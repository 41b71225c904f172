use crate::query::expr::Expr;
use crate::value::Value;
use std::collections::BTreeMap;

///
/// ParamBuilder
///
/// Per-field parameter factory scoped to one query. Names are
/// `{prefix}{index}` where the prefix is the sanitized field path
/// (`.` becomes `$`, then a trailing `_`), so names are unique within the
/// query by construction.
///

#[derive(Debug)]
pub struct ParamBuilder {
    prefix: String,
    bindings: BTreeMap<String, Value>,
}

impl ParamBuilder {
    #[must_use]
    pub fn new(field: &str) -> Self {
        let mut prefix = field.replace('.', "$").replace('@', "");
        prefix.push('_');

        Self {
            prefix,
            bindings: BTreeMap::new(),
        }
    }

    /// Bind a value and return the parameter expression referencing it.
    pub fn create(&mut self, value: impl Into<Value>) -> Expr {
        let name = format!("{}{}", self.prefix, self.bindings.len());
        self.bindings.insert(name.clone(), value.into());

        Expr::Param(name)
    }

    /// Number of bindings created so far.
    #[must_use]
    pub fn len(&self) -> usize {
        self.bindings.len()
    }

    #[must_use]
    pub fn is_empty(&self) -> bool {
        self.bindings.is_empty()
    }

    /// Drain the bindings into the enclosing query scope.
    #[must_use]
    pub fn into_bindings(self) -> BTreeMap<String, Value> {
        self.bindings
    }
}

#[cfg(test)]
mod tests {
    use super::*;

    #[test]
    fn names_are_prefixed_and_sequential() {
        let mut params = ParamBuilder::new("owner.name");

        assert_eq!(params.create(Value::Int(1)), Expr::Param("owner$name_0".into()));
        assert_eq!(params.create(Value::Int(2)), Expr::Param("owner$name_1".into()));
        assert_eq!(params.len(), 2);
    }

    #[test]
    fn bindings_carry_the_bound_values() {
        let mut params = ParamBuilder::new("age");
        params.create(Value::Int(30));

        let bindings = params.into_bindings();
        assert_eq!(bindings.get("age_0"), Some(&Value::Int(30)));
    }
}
··········
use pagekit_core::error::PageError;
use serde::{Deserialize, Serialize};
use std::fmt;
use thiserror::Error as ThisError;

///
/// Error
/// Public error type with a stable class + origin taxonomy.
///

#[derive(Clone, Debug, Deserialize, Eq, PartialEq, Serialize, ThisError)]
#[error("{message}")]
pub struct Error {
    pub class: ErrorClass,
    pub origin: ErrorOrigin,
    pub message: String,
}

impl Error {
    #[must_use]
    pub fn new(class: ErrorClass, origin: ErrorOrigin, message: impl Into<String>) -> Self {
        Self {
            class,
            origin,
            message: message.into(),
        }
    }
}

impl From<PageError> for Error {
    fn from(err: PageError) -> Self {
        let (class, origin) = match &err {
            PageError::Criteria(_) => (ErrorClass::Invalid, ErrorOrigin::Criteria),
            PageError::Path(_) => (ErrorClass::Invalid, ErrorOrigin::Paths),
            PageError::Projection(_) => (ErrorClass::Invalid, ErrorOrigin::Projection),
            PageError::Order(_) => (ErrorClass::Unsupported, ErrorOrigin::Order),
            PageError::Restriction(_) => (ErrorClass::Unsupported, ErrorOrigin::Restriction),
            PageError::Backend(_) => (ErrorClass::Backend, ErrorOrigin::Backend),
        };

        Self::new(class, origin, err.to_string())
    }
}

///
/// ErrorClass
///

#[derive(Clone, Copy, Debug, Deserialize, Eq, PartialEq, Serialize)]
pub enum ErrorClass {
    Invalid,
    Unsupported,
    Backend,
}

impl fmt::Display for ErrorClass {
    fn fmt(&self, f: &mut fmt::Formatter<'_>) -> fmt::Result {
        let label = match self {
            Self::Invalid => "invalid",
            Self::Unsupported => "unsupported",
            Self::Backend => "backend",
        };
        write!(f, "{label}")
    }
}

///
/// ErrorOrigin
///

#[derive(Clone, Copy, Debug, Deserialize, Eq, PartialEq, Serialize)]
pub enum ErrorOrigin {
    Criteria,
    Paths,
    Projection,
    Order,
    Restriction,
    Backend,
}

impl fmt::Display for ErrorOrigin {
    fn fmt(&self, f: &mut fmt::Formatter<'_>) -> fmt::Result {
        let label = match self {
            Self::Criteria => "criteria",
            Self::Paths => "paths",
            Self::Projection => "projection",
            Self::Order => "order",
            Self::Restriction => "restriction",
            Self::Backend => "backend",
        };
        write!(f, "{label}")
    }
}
··········
_TASK BRIEF_.
Start with the line above that contains "#[cfg(test)]" and stop after the line that contains "let bindings = params.into_bindings();". Output those lines exactly, and only those.

_RESULT FOR THIS EXERCISE_.
#[cfg(test)]
mod tests {
    use super::*;

    #[test]
    fn names_are_prefixed_and_sequential() {
        let mut params = ParamBuilder::new("owner.name");

        assert_eq!(params.create(Value::Int(1)), Expr::Param("owner$name_0".into()));
        assert_eq!(params.create(Value::Int(2)), Expr::Param("owner$name_1".into()));
        assert_eq!(params.len(), 2);
    }

    #[test]
    fn bindings_carry_the_bound_values() {
        let mut params = ParamBuilder::new("age");
        params.create(Value::Int(30));

        let bindings = params.into_bindings();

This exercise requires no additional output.